Qui su queste pagine Loco Dice gode di una stima un po’ migliore che nel resto della rete: di solito viene considerato, a scelta, o uno che spacca di cristo perchè è stato resident Circoloco o un pallido emulo di Villalobos e Luciano estremamente sopravvalutato per via della residenza suddetta, mentre in realtà secondo me ha tutto sommato una sua dignità come dj.
Il problema grosso del ggiovine algerino trapiantato a Dusseldorf, però, è che spesso e volentieri sembra essere soverchiato dalla fama di “dj che spacca di cristo perchè è stato resident” e suona molto al di sotto delle sue possibilità, costringendosi a menare più del necessario e uscendo dal proprio genere d’elezione, che in realtà è piuttosto tranquillo e ipnotico; se proprio si vuole trovare un punto debole al buon Dice, quindi, è sicuramente la sua tendenza a lasciarsi trasportare dall’aspettativa che pretende che spacchi di cristo e a finire a suonare senza personalità della technaccia minimaleggiante senza un perchè.
Per fortuna, la Nrk gli offre un’ottima occasione di riscatto, facendogli inaugurare una nuova serie di compilation e di suonare quello che gli piace, che lui stesso definisce “deep, groovy, chunky, driving, 123 Music for the terrace” : il risultato è un doppio cd tutto sommato niente male di cui, stando alla press release, il primo è più cupo e il secondo più housettone.
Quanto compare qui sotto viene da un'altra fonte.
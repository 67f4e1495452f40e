//! Per-frame draw command list
//!
//! Coordinates are table pixels with the origin at the top-left. Text
//! positions are the top of the line; `Align::Center` centers on `pos.x`.

use glam::Vec2;

use super::vertex::colors;
use crate::app::{App, AppScreen};
use crate::consts::{TABLE_HEIGHT, TABLE_WIDTH};
use crate::settings::{PlayMode, Settings};
use crate::sim::{MatchState, RallyPhase, Rect, Side};

/// Dash pitch of the center line
const DASH_STEP: f32 = 22.0;
const DASH_SIZE: Vec2 = Vec2::new(2.0, 12.0);
const DASH_OFFSET: f32 = 6.0;

/// Font size classes; the host maps them to real fonts
#[derive(Debug, Clone, Copy, PartialEq, Eq)]
pub enum TextSize {
    Title,
    Score,
    Menu,
    Hud,
}

#[derive(Debug, Clone, Copy, PartialEq, Eq)]
pub enum Align {
    Left,
    Center,
}

/// One drawing primitive
#[derive(Debug, Clone, PartialEq)]
pub enum DrawCommand {
    /// Fill the whole frame
    Clear([f32; 4]),
    Rect {
        rect: Rect,
        color: [f32; 4],
    },
    Circle {
        center: Vec2,
        radius: f32,
        color: [f32; 4],
    },
    Text {
        text: String,
        pos: Vec2,
        size: TextSize,
        align: Align,
        color: [f32; 4],
    },
}

impl DrawCommand {
    fn centered(text: impl Into<String>, y_frac: f32, size: TextSize, color: [f32; 4]) -> Self {
        DrawCommand::Text {
            text: text.into(),
            pos: Vec2::new(TABLE_WIDTH / 2.0, TABLE_HEIGHT * y_frac),
            size,
            align: Align::Center,
            color,
        }
    }

    /// Text content, if this is a text command
    pub fn text(&self) -> Option<&str> {
        match self {
            DrawCommand::Text { text, .. } => Some(text.as_str()),
            _ => None,
        }
    }
}

/// Build the draw list for the current frame
pub fn build_scene(app: &App, now_ms: u64) -> Vec<DrawCommand> {
    let mut commands = vec![DrawCommand::Clear(colors::BACKGROUND)];
    match &app.screen {
        AppScreen::Menu => menu(&app.settings, &mut commands),
        AppScreen::Playing(state) => {
            table(state, &mut commands);
            hud(&app.settings, &mut commands);
            overlay(state, &app.settings, now_ms, &mut commands);
        }
    }
    commands
}

fn menu(settings: &Settings, out: &mut Vec<DrawCommand>) {
    let mode = match settings.mode {
        PlayMode::TwoPlayer => "2-Player",
        _ => "1-Player (AI)",
    };
    out.extend([
        DrawCommand::centered("POLISHED PONG", 0.18, TextSize::Title, colors::WHITE),
        DrawCommand::centered(
            "Press 1 for Single Player  •  2 for Two Player",
            0.34,
            TextSize::Menu,
            colors::GRAY,
        ),
        DrawCommand::centered(format!("Mode: {mode}"), 0.44, TextSize::Menu, colors::CYAN),
        DrawCommand::centered(
            format!("Difficulty (UP/DOWN): {}", settings.difficulty.as_str()),
            0.52,
            TextSize::Menu,
            colors::MAGENTA,
        ),
        DrawCommand::centered(
            format!("Win Score (LEFT/RIGHT): {}", settings.win_score),
            0.60,
            TextSize::Menu,
            colors::WHITE,
        ),
        DrawCommand::centered(
            "P: Pause during game • R: Restart • ESC: Quit",
            0.72,
            TextSize::Hud,
            colors::GRAY,
        ),
        DrawCommand::centered("Press SPACE or Enter to Start", 0.85, TextSize::Menu, colors::WHITE),
        DrawCommand::Text {
            text: "Player 1: W / S".into(),
            pos: Vec2::new(40.0, TABLE_HEIGHT - 60.0),
            size: TextSize::Menu,
            align: Align::Left,
            color: colors::CYAN,
        },
        DrawCommand::Text {
            text: "Player 2: Up / Down".into(),
            pos: Vec2::new(TABLE_WIDTH * 0.75, TABLE_HEIGHT - 60.0),
            size: TextSize::Menu,
            align: Align::Center,
            color: colors::MAGENTA,
        },
    ]);
}

fn side_color(side: Side) -> [f32; 4] {
    match side {
        Side::Left => colors::CYAN,
        Side::Right => colors::MAGENTA,
    }
}

fn table(state: &MatchState, out: &mut Vec<DrawCommand>) {
    let mut y = 0.0;
    while y < TABLE_HEIGHT {
        out.push(DrawCommand::Rect {
            rect: Rect::from_min_size(
                Vec2::new(TABLE_WIDTH / 2.0 - DASH_SIZE.x / 2.0, y + DASH_OFFSET),
                DASH_SIZE,
            ),
            color: colors::GRAY,
        });
        y += DASH_STEP;
    }

    for paddle in &state.paddles {
        out.push(DrawCommand::Rect {
            rect: paddle.as_rect(),
            color: side_color(paddle.side),
        });
    }

    out.push(DrawCommand::Circle {
        center: state.ball.pos,
        radius: state.ball.size.x / 2.0,
        color: colors::WHITE,
    });

    for (side, x) in [(Side::Left, 0.25), (Side::Right, 0.75)] {
        out.push(DrawCommand::Text {
            text: state.score.get(side).to_string(),
            pos: Vec2::new(TABLE_WIDTH * x, 18.0),
            size: TextSize::Score,
            align: Align::Center,
            color: side_color(side),
        });
    }
}

fn hud(settings: &Settings, out: &mut Vec<DrawCommand>) {
    out.push(DrawCommand::Text {
        text: format!(
            "Mode: {} • Difficulty: {} • First to {}",
            settings.mode.as_str(),
            settings.difficulty.as_str(),
            settings.win_score
        ),
        pos: Vec2::new(20.0, TABLE_HEIGHT - 34.0),
        size: TextSize::Hud,
        align: Align::Left,
        color: colors::WHITE,
    });
}

fn overlay(state: &MatchState, settings: &Settings, now_ms: u64, out: &mut Vec<DrawCommand>) {
    if state.paused {
        out.push(DrawCommand::centered(
            "PAUSED - Press P to resume",
            0.5,
            TextSize::Menu,
            colors::WHITE,
        ));
        return;
    }

    match state.phase {
        RallyPhase::Serving => {
            if let Some(secs) = state.serve_countdown(now_ms) {
                out.push(DrawCommand::centered(
                    format!("Serve in {secs}"),
                    0.45,
                    TextSize::Menu,
                    colors::WHITE,
                ));
            }
        }
        RallyPhase::MatchOver => {
            if let Some(winner) = state.winner {
                out.push(DrawCommand::centered(
                    format!("{} WINS!", settings.mode.winner_label(winner)),
                    0.35,
                    TextSize::Title,
                    colors::WHITE,
                ));
            }
            out.extend([
                DrawCommand::centered(
                    format!("Final Score: {} - {}", state.score.left, state.score.right),
                    0.50,
                    TextSize::Menu,
                    colors::GRAY,
                ),
                DrawCommand::centered(
                    "Press R to return to menu or SPACE to play again",
                    0.68,
                    TextSize::Hud,
                    colors::WHITE,
                ),
            ]);
        }
        RallyPhase::Rallying | RallyPhase::PointScored => {}
    }
}

#[cfg(test)]
mod tests {
    use super::*;

    fn texts(commands: &[DrawCommand]) -> Vec<&str> {
        commands.iter().filter_map(DrawCommand::text).collect()
    }

    fn playing_app(mode: PlayMode) -> App {
        let mut app = App::new(Settings {
            mode,
            ..Settings::default()
        });
        app.start_match(0);
        app
    }

    fn state_mut(app: &mut App) -> &mut MatchState {
        match &mut app.screen {
            AppScreen::Playing(state) => &mut **state,
            AppScreen::Menu => panic!("no match"),
        }
    }

    #[test]
    fn test_menu_lists_settings() {
        let app = App::new(Settings::default());
        let commands = build_scene(&app, 0);
        let lines = texts(&commands);

        assert_eq!(commands[0], DrawCommand::Clear(colors::BACKGROUND));
        assert!(lines.contains(&"POLISHED PONG"));
        assert!(lines.contains(&"Mode: 1-Player (AI)"));
        assert!(lines.contains(&"Difficulty (UP/DOWN): Normal"));
        assert!(lines.contains(&"Win Score (LEFT/RIGHT): 7"));
    }

    #[test]
    fn test_table_geometry() {
        let app = playing_app(PlayMode::OnePlayer);
        let commands = build_scene(&app, 0);

        let rects = commands
            .iter()
            .filter(|c| matches!(c, DrawCommand::Rect { .. }))
            .count();
        let dashes = (TABLE_HEIGHT / DASH_STEP).ceil() as usize;
        assert_eq!(rects, dashes + 2);

        let circles: Vec<_> = commands
            .iter()
            .filter_map(|c| match c {
                DrawCommand::Circle { center, .. } => Some(*center),
                _ => None,
            })
            .collect();
        assert_eq!(circles, vec![Vec2::new(TABLE_WIDTH / 2.0, TABLE_HEIGHT / 2.0)]);
    }

    #[test]
    fn test_serve_countdown_and_hud() {
        let app = playing_app(PlayMode::OnePlayer);
        let commands = build_scene(&app, 100);
        let lines = texts(&commands);

        assert!(lines.contains(&"Serve in 1"));
        assert!(lines.contains(&"Mode: 1P (AI) • Difficulty: Normal • First to 7"));
        assert_eq!(lines.iter().filter(|t| **t == "0").count(), 2);
    }

    #[test]
    fn test_paused_overlay_replaces_countdown() {
        let mut app = playing_app(PlayMode::TwoPlayer);
        state_mut(&mut app).paused = true;
        let commands = build_scene(&app, 100);
        let lines = texts(&commands);

        assert!(lines.contains(&"PAUSED - Press P to resume"));
        assert!(!lines.iter().any(|t| t.starts_with("Serve in")));
    }

    #[test]
    fn test_match_over_overlay() {
        let mut app = playing_app(PlayMode::OnePlayer);
        let state = state_mut(&mut app);
        state.phase = RallyPhase::MatchOver;
        state.winner = Some(Side::Right);
        state.score.left = 3;
        state.score.right = 7;

        let commands = build_scene(&app, 10_000);
        let lines = texts(&commands);
        assert!(lines.contains(&"COMPUTER WINS!"));
        assert!(lines.contains(&"Final Score: 3 - 7"));
    }
}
In realtà sappiamo un po’ tutti che le press release sono mendaci, e il primo cd altro non è che una serie di minimalate invero piuttosto pallose che rispecchiano in pieno il mood “questa roba non mi fa impazzire ma la gente vuole che suoni così e pesco dischi a caso” di molti set di Dice, con giusto un paio di tracce che si salvano, tipo il suo (cioè, di Martin Buttrich) bellissimo remix per “Eclipse” di Onur Ozer e in generale qualche minivirtuosismo di loop che però interesserà solo i fan del Soundbite come me; il secondo cd, invece, è quello che vale il prezzo del biglietto.
Il Loco Dice che vorrei sempre sentire è proprio quello del secondo cd, classy e tranquillone da mattina inoltrata, quando il sole è già alto e non si ha mica voglia di fare troppa fatica perchè fa caldo, o perchè si viene da una nottata lunga e non è ancora ora di dormire; il Loco Dice che vorrei sempre sentire suona The Timewriter e Jay Haze, non Damian Schwartz e Ben Klock che pure mi piacciono molto, ma nei set di Dice c’entrano come i cavoli a merenda.
Morale, se trovate questa doppia compilation al prezzo di un cd solo vale la pena di comprarlo, visto che c’è anche un bel sottobicchiere in omaggio (il primo cd), altrimenti la rete pullula di luoghi invisi alle major ove procurarsi solo il secondo cd lasciando il primo dove merita.